IT Services is pleased to announce the availability of two-step login procedures for faculty and staff access to key networks and applications. Use the information on this page to get an overview of the program, and refer to the pages in the links in the left-hand column for guides and detailed instructions.
Attention UC San Diego Health team members: Due to licensing structures and privacy rules, the UC San Diego and UC San Diego Health instances of Duo function independently of each other. For example, to access systems via the dropdowns above, like Instruction Tools and Research Tools, you’ll need to read the information herein and register your devices on the UC San Diego instance. Learn more at this link about what it’s like to use two-step login at multiple institutions.
At a Glance:
How it works:
Step 1: Enter username and password like normal
Step 2: Verify your identity via push notification, phone call, or passcode
Available for: Faculty and staff. Voluntary through 2018; required starting January 30, 2019.
Enabling two-step login is the single most important measure UC San Diego can take to protect networks and applications from hackers and other malicious actors.

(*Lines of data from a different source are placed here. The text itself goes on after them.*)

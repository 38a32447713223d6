//! Per-connection session state
//!
//! Tracks the role of one connection from accept to close. The role is set
//! exactly once; how inbound messages are handled follows from it.

use std::net::SocketAddr;
use std::time::{Duration, Instant};

use crate::channel::ChannelId;
use crate::registry::Role;
use crate::stats::SessionStats;

/// Complete session state
#[derive(Debug)]
pub struct SessionState {
    /// Channel identity
    pub id: ChannelId,

    /// Remote peer address
    pub peer_addr: SocketAddr,

    /// Connection start time
    pub connected_at: Instant,

    /// Time when the role was decided
    pub classified_at: Option<Instant>,

    /// Traffic counters
    pub stats: SessionStats,

    role: Role,
    next_sequence: u64,
}

impl SessionState {
    /// Create a new, unclassified session
    pub fn new(id: ChannelId, peer_addr: SocketAddr) -> Self {
        Self {
            id,
            peer_addr,
            connected_at: Instant::now(),
            classified_at: None,
            stats: SessionStats::default(),
            role: Role::Unclassified,
            next_sequence: 1,
        }
    }

    pub fn role(&self) -> Role {
        self.role
    }

    /// Assign the role decided by the classifier
    ///
    /// Only the first assignment takes effect. Returns whether it did.
    pub fn assign_role(&mut self, role: Role) -> bool {
        if self.role != Role::Unclassified || role == Role::Unclassified {
            return false;
        }

        self.role = role;
        self.classified_at = Some(Instant::now());
        true
    }

    /// Allocate the sequence number for the next producer frame
    pub fn next_sequence(&mut self) -> u64 {
        let sequence = self.next_sequence;
        self.next_sequence += 1;
        sequence
    }

    /// Get session duration
    pub fn duration(&self) -> Duration {
        self.connected_at.elapsed()
    }

    /// Statistics with the duration filled in
    pub fn stats_snapshot(&self) -> SessionStats {
        let mut stats = self.stats.clone();
        stats.duration = self.duration();
        stats
    }
}
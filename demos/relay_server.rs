//! Relay server
//!
//! Run with: cargo run --example relay_server
//!
//! Environment:
//!   PORT      listening port (default 3000)
//!   HOST      bind address (default 0.0.0.0)
//!   RUST_LOG  log filter (default info)
//!
//! The camera connects to ws://<host>:3000 and sends `raspberry-pi` (or
//! `{"type":"raspberry-pi"}`) as its first message. Every other connection
//! is a viewer and receives the camera's frames.

use std::time::Duration;

use frame_relay::{RelayServer, ServerConfig};
use tracing_subscriber::EnvFilter;

#[tokio::main]
async fn main() -> Result<(), Box<dyn std::error::Error>> {
    tracing_subscriber::fmt()
        .with_env_filter(EnvFilter::try_from_default_env().unwrap_or_else(|_| EnvFilter::new("info")))
        .init();

    let config = ServerConfig::from_env()?;
    let server = RelayServer::new(config);

    // Periodic stats line
    let stats = std::sync::Arc::clone(server.stats());
    let registry = std::sync::Arc::clone(server.registry());
    tokio::spawn(async move {
        let mut ticker = tokio::time::interval(Duration::from_secs(30));
        loop {
            ticker.tick().await;
            let snap = stats.snapshot();
            let reg = registry.stats().await;
            tracing::info!(
                viewers = reg.viewer_count,
                producer = reg.has_producer(),
                frames_received = snap.frames_received,
                frames_delivered = snap.frames_delivered,
                frames_dropped = snap.frames_dropped,
                "Relay stats"
            );
        }
    });

    server
        .run_until(async {
            let _ = tokio::signal::ctrl_c().await;
        })
        .await?;

    Ok(())
}
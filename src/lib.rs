//! Single-producer WebSocket frame relay
//!
//! One upstream producer (typically a camera) connects and identifies itself
//! with a token; every later message it sends is a frame that gets fanned out,
//! unmodified, to every connected viewer.
//!
//! ```text
//!   [Producer] ──ws──► Connection ──► Broadcaster ──► snapshot_viewers()
//!                                                        │
//!                          ┌─────────────────────────────┼──────────────┐
//!                          ▼                             ▼              ▼
//!                      [Viewer]                      [Viewer]       [Viewer]
//! ```
//!
//! Delivery is best-effort and latest-wins: a viewer that is not open misses
//! the frame, and a viewer still writing an earlier frame gets the newest one
//! next while the stale pending one is discarded.
//!
//! # Example
//! ```no_run
//! use frame_relay::{RelayServer, ServerConfig};
//!
//! # async fn example() -> frame_relay::Result<()> {
//! let config = ServerConfig::from_env()?;
//! let server = RelayServer::new(config);
//! server.run().await
//! # }
//! ```

pub mod channel;
pub mod client;
pub mod error;
pub mod registry;
pub mod relay;
pub mod server;
pub mod session;
pub mod stats;

pub use channel::{Channel, ChannelId, ChannelState, Frame, FramePayload};
pub use error::{Error, Result};
pub use registry::{ChannelRegistry, RegistryError, Role};
pub use relay::{BroadcastReport, Broadcaster, RoleClassifier, DEFAULT_PRODUCER_TOKEN};
pub use server::{RelayServer, ServerConfig};
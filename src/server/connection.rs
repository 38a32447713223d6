//! Per-connection relay state machine
//!
//! ```text
//! Connecting ──upgrade──► Open (implicit viewer)
//!                           │ first data message
//!                           ▼
//!               classify ─┬─► Producer: frames ──► Broadcaster
//!                         └─► Viewer:   messages ignored
//!                           │ close / error / idle
//!                           ▼
//!                        Closed (unregistered)
//! ```

use std::net::SocketAddr;
use std::ops::ControlFlow;
use std::sync::Arc;

use futures_util::{SinkExt, StreamExt};
use tokio::net::TcpStream;
use tokio::time::{self, Instant, Interval, MissedTickBehavior};
use tokio_tungstenite::tungstenite::Message;
use tokio_tungstenite::{accept_async, WebSocketStream};

use crate::channel::{Channel, ChannelId, Frame, FramePayload, Outbox, Outgoing};
use crate::error::{Error, Result};
use crate::registry::{ChannelRegistry, RegistryError, Role};
use crate::relay::{Broadcaster, RoleClassifier};
use crate::server::config::ServerConfig;
use crate::session::SessionState;
use crate::stats::RelayStats;

/// Everything a connection task needs from the server
pub(crate) struct RelayContext {
    pub config: ServerConfig,
    pub registry: Arc<ChannelRegistry>,
    pub broadcaster: Broadcaster,
    pub classifier: RoleClassifier,
    pub stats: Arc<RelayStats>,
}

pub(crate) struct Connection {
    session: SessionState,
    ctx: Arc<RelayContext>,
}

impl Connection {
    pub fn new(id: ChannelId, peer_addr: SocketAddr, ctx: Arc<RelayContext>) -> Self {
        Self {
            session: SessionState::new(id, peer_addr),
            ctx,
        }
    }

    /// Upgrade the socket and serve it until it closes
    pub async fn run(mut self, socket: TcpStream) -> Result<()> {
        let ws = time::timeout(self.ctx.config.handshake_timeout, accept_async(socket))
            .await
            .map_err(|_| Error::HandshakeTimeout)??;

        let (channel, outbox) = Channel::new(
            self.session.id,
            Some(self.session.peer_addr),
            self.ctx.config.viewer_queue_depth,
        );
        channel.mark_open();
        self.ctx.stats.connection_opened();

        // Until it identifies itself, every connection is a viewer
        self.ctx.registry.register_viewer(channel.clone()).await;

        tracing::debug!(
            channel_id = %channel.id(),
            peer = %self.session.peer_addr,
            "WebSocket connection established"
        );

        let result = self.event_loop(ws, &channel, outbox).await;

        channel.mark_closed();
        let stats = self.session.stats_snapshot();

        match self.ctx.registry.unregister(channel.id()).await {
            Some(Role::Producer) => tracing::info!(
                channel_id = %channel.id(),
                frames = stats.messages_received,
                duration_secs = stats.duration.as_secs(),
                "Producer disconnected"
            ),
            Some(_) => tracing::debug!(
                channel_id = %channel.id(),
                frames_sent = stats.messages_sent,
                "Viewer disconnected"
            ),
            None => tracing::debug!(
                channel_id = %channel.id(),
                role = %self.session.role(),
                "Unregistered connection closed"
            ),
        }

        self.ctx.stats.connection_closed();
        result
    }

    async fn event_loop(
        &mut self,
        ws: WebSocketStream<TcpStream>,
        channel: &Channel,
        mut outbox: Outbox,
    ) -> Result<()> {
        let (mut sink, mut stream) = ws.split();

        let mut heartbeat = self.ctx.config.heartbeat_interval.map(|period| {
            let mut interval = time::interval_at(Instant::now() + period, period);
            interval.set_missed_tick_behavior(MissedTickBehavior::Delay);
            interval
        });
        let mut last_inbound = Instant::now();

        loop {
            tokio::select! {
                inbound = stream.next() => match inbound {
                    Some(Ok(message)) => {
                        last_inbound = Instant::now();
                        if self.on_message(message, channel).await.is_break() {
                            break;
                        }
                    }
                    Some(Err(e)) => return Err(e.into()),
                    None => break,
                },

                outgoing = outbox.next() => match outgoing {
                    Outgoing::Frame(frame) => {
                        sink.send(frame.payload.to_message()).await?;
                        self.session.stats.record_sent(frame.len());
                    }
                    Outgoing::Close => {
                        tracing::debug!(channel_id = %channel.id(), "Closing connection on request");
                        let _ = sink.send(Message::Close(None)).await;
                        break;
                    }
                },

                _ = next_tick(&mut heartbeat) => {
                    if let Some(idle_timeout) = self.ctx.config.idle_timeout {
                        if last_inbound.elapsed() > idle_timeout {
                            tracing::warn!(
                                channel_id = %channel.id(),
                                idle_secs = last_inbound.elapsed().as_secs(),
                                "Connection idle, closing"
                            );
                            let _ = sink.send(Message::Close(None)).await;
                            break;
                        }
                    }

                    sink.send(Message::Ping(Vec::new())).await?;
                }
            }
        }

        let _ = sink.close().await;
        Ok(())
    }

    async fn on_message(&mut self, message: Message, channel: &Channel) -> ControlFlow<()> {
        let payload = match message {
            Message::Close(frame) => {
                tracing::debug!(channel_id = %channel.id(), frame = ?frame, "Close frame received");
                return ControlFlow::Break(());
            }
            // Pings are answered by tungstenite on the next flush
            other => match FramePayload::from_message(other) {
                Some(payload) => payload,
                None => return ControlFlow::Continue(()),
            },
        };

        self.session.stats.record_received(payload.len());

        match self.session.role() {
            Role::Unclassified => self.classify(payload, channel).await,
            Role::Producer => self.forward(payload, channel).await,
            Role::Viewer => {
                tracing::trace!(channel_id = %channel.id(), "Ignoring message from viewer");
            }
        }

        ControlFlow::Continue(())
    }

    async fn classify(&mut self, first_message: FramePayload, channel: &Channel) {
        let role = self.ctx.classifier.classify(&first_message);
        self.session.assign_role(role);

        match role {
            Role::Producer => {
                if let Err(RegistryError::ProducerConflict { displaced }) =
                    self.ctx.registry.promote_to_producer(channel.clone()).await
                {
                    if self.ctx.config.close_displaced_producer {
                        tracing::info!(displaced = %displaced.id(), "Closing displaced producer");
                        displaced.close();
                    }
                }
                self.ctx.stats.producer_registered();
            }
            Role::Viewer | Role::Unclassified => {
                self.ctx.registry.register_viewer(channel.clone()).await;
                tracing::debug!(channel_id = %channel.id(), "Connection classified as viewer");
            }
        }
    }

    async fn forward(&mut self, payload: FramePayload, channel: &Channel) {
        if !self.ctx.registry.is_producer(channel.id()).await {
            self.ctx.stats.frame_ignored();
            tracing::debug!(channel_id = %channel.id(), "Ignoring frame from displaced producer");
            return;
        }

        let frame = Frame::new(self.session.next_sequence(), payload);
        self.ctx.stats.frame_received();

        let report = self.ctx.broadcaster.broadcast(&frame).await;

        tracing::trace!(
            sequence = frame.sequence,
            bytes = frame.len(),
            delivered = report.delivered,
            skipped = report.skipped,
            dropped = report.dropped,
            replaced = report.replaced,
            "Frame relayed"
        );
    }
}

async fn next_tick(heartbeat: &mut Option<Interval>) {
    match heartbeat {
        Some(interval) => {
            interval.tick().await;
        }
        None => std::future::pending::<()>().await,
    }
}
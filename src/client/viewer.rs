//! Relay frame viewer
//!
//! Receives relayed frames and keeps reconnecting when the relay connection
//! drops, the way the browser viewer does.

use std::sync::Arc;
use std::time::Duration;

use futures_util::StreamExt;
use tokio::sync::{mpsc, Notify};
use tokio::task::JoinHandle;
use tokio::time;
use tokio_tungstenite::connect_async;
use tokio_tungstenite::tungstenite::Message;

use crate::channel::FramePayload;

use super::config::ClientConfig;

/// Events from the frame viewer
#[derive(Debug)]
pub enum ViewerEvent {
    /// WebSocket connection established
    Connected,

    /// Frame received, verbatim
    Frame(FramePayload),

    /// Connection lost
    Disconnected,

    /// Waiting before the next connection attempt
    Reconnecting { attempt: u32, delay: Duration },

    /// Reconnect attempts exhausted, the viewer stopped
    GaveUp { attempts: u32 },
}

enum SessionEnd {
    /// Was connected, then the connection ended
    Dropped,
    /// Could not connect
    Failed,
    /// Nobody listens for events anymore
    ReceiverGone,
}

/// Background viewer task
///
/// Dropping the event receiver also stops the task.
pub struct FrameViewer {
    task: JoinHandle<()>,
    stop: Arc<Notify>,
}

impl FrameViewer {
    /// Start a viewer connected to `config.url`
    pub fn spawn(config: ClientConfig) -> (Self, mpsc::Receiver<ViewerEvent>) {
        let (tx, rx) = mpsc::channel(config.event_buffer.max(1));
        let stop = Arc::new(Notify::new());

        let task = tokio::spawn(run(config, tx, Arc::clone(&stop)));

        (Self { task, stop }, rx)
    }

    /// Stop the viewer
    pub fn stop(&self) {
        self.stop.notify_one();
    }

    /// Check if the viewer task has ended
    pub fn is_finished(&self) -> bool {
        self.task.is_finished()
    }

    /// Wait for the viewer task to end
    pub async fn join(self) {
        let _ = self.task.await;
    }
}

async fn run(config: ClientConfig, tx: mpsc::Sender<ViewerEvent>, stop: Arc<Notify>) {
    let mut attempt: u32 = 0;

    loop {
        let end = tokio::select! {
            _ = stop.notified() => return,
            end = watch(&config, &tx) => end,
        };

        match end {
            SessionEnd::ReceiverGone => return,
            SessionEnd::Dropped => attempt = 0,
            SessionEnd::Failed => {}
        }

        attempt += 1;
        if let Some(max) = config.max_reconnect_attempts {
            if attempt > max {
                tracing::warn!(url = %config.url, attempts = max, "Viewer giving up");
                let _ = tx.send(ViewerEvent::GaveUp { attempts: max }).await;
                return;
            }
        }

        let delay = config.reconnect_delay;
        if tx.send(ViewerEvent::Reconnecting { attempt, delay }).await.is_err() {
            return;
        }

        tokio::select! {
            _ = stop.notified() => return,
            _ = time::sleep(delay) => {}
        }
    }
}

async fn watch(config: &ClientConfig, tx: &mpsc::Sender<ViewerEvent>) -> SessionEnd {
    let mut ws = match time::timeout(config.connect_timeout, connect_async(config.url.as_str())).await
    {
        Ok(Ok((ws, _response))) => ws,
        Ok(Err(e)) => {
            tracing::debug!(url = %config.url, error = %e, "Viewer connect failed");
            return SessionEnd::Failed;
        }
        Err(_) => {
            tracing::debug!(url = %config.url, "Viewer connect timed out");
            return SessionEnd::Failed;
        }
    };

    if tx.send(ViewerEvent::Connected).await.is_err() {
        return SessionEnd::ReceiverGone;
    }

    while let Some(message) = ws.next().await {
        match message {
            Ok(Message::Close(_)) => break,
            Ok(other) => {
                if let Some(payload) = FramePayload::from_message(other) {
                    if tx.send(ViewerEvent::Frame(payload)).await.is_err() {
                        return SessionEnd::ReceiverGone;
                    }
                }
            }
            Err(e) => {
                tracing::debug!(url = %config.url, error = %e, "Viewer connection error");
                break;
            }
        }
    }

    if tx.send(ViewerEvent::Disconnected).await.is_err() {
        return SessionEnd::ReceiverGone;
    }

    SessionEnd::Dropped
}
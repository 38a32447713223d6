//! Relay and session statistics

pub mod metrics;

pub use metrics::{RelayStats, RelayStatsSnapshot, SessionStats};
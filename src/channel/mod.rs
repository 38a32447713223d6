//! Peer channels and the frames they carry
//!
//! A [`Channel`] is the relay's view of one WebSocket connection: an identity,
//! a lifecycle state, and a bounded latest-wins outbound slot. The connection task owns the
//! socket and drains the slot through the matching [`Outbox`].

pub mod frame;
pub mod handle;

pub use frame::{Frame, FramePayload};
pub use handle::{Channel, ChannelId, ChannelState, Delivery, Outbox, Outgoing, SendError};
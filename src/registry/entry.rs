//! Role and statistics types stored alongside registered channels

use crate::channel::ChannelId;

/// Role of a connection in the relay
#[derive(Debug, Clone, Copy, PartialEq, Eq, Default)]
pub enum Role {
    /// Accepted, first message not seen yet
    #[default]
    Unclassified,
    /// The upstream frame source
    Producer,
    /// A downstream frame sink
    Viewer,
}

impl std::fmt::Display for Role {
    fn fmt(&self, f: &mut std::fmt::Formatter<'_>) -> std::fmt::Result {
        match self {
            Role::Unclassified => write!(f, "unclassified"),
            Role::Producer => write!(f, "producer"),
            Role::Viewer => write!(f, "viewer"),
        }
    }
}

/// Point-in-time registry statistics
#[derive(Debug, Clone, Copy, PartialEq, Eq)]
pub struct RegistryStats {
    /// Number of registered viewers
    pub viewer_count: usize,
    /// Current producer, if any
    pub producer_id: Option<ChannelId>,
}

impl RegistryStats {
    /// Check if a producer is registered
    pub fn has_producer(&self) -> bool {
        self.producer_id.is_some()
    }
}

Login credentials are more valuable than ever and are increasingly easy to compromise. Credentials can be stolen, hacked or even guessed – and you may not even know when someone else is using your account. Two-step login increases account security by preventing anyone but you from accessing your account – even if they know the password.
About Two-Step Login
Two-step login is an added layer of protection for you and the university. Upon entering your credentials, you’ll need to verify your identity through a second step. As you'll read below, the second step can be completed via a free phone app, phone call, entering a passcode or token.
You’re probably already familiar with two-step login, which is alternately known as two-factor authentication or multi-factor authentication. An example would be when you log in to a site and are then required to enter a code sent via text message, phone call or email.
Using Two-Step Login powered by Duo
UC San Diego has chosen Duo Security to manage the two-step login process. Two-step login kicks in once you've entered your username and password as normal. Duo's technology facilitates the second step of the login process.
UC San Diego Health, UCLA, UC Berkeley, Indiana University, Stanford and other major universities use Duo for their two-step login needs.
And, before you ask...you won't need to establish a new username or password to use two-step login and Duo, nor will you have to change any existing passwords.
Duo provides multiple options to complete the second step to confirm your identity:
Duo Push
Receive a push notification (or pop up) message straight to your phone or tablet. Tap the green Approve button and you're logged in! This works on iPhone and iPad, Android devices and Windows phones. You can use a personal or university-issued cell phone.
Top tip: Before initiating a push notification, make sure your device is close at hand and unlocked!
Note that using a personal cellphone is by no means required. Read on for other options!
Step 1: Enter login and password like normal
Step 2: Tap Approve and you're in!
Phone Call
Receive an automated phone call to your cellphone, office line or home phone. Tap or push any number and you're in (if using office line, be sure to activate tones if necessary). Note that when you register a cellphone for push notifications, it is also registered to receive calls for two-step login.
You can also use a cellphone - personal or university-issued - to take calls without having to install the app. During the device registration process, just choose Landline (but enter your cell number).
Passcode
Enter a passcode code, which can be generated in multple ways:
The Duo app automatically generates anytime-use passcodes; see image below for example.
You can also request a token from the Service Desk at servicedesk@ucsd.edu or 858-246-4357.
Availability: VPN Connections and Single Sign-On Logins
Two-step login is available now! Upon registering a device, you can immediately start using it for VPN connections and single sign-on (SSO) logins. Other systems and applications will be added at future dates.
Voluntary Now; Required Starting January 30, 2019
Staff and faculty use is voluntary but encouraged starting immediately. Starting January 30, 2019, two-step login will be required.
You can tell Duo to remember your computer for seven days. Therefore, you'll only need to complete the two-step login procedure once a week or so. Note that this applies per machine. For example, if you set your work computer to remember for seven days, you'll still have to complete two-step login if you use your home computer later that day.
This is not recommended for use on public or shared computers.
Bypass During Optional Phase
During the optional period, use of two-step login is optional. If you don't have your authentication device handy or you're just in a hurry, you can bypass two-step login.
Recommended: Push Notification as Primary, and at Least One Backup
When you sign up to use two-step login, you can select multiple verification methods.
Receiving push notifications through the Duo app is the recommended primary method of setting up your two-step login. It offers the simplest, most direct method to log in: Enter your username and password as usual, tap the Approve button on your phone, and you’re in. No waiting for a call or text, no having to type in a secondary code.
It is also highly recommended to set a backup method. You can
Register a backup cellphone, office line or home phone
Install the Duo app on a tablet and register it for Duo Push
Text yourself 10 single-use passcodes
Note that you'll want to register your backup methods right away. To register an alternate method, you'll first have to verify your identity using an existing two-step method. In other words, if you forget your cellphone or it's out of battery, you'll need to have already registered a different device or have saved single-use codes somewhere.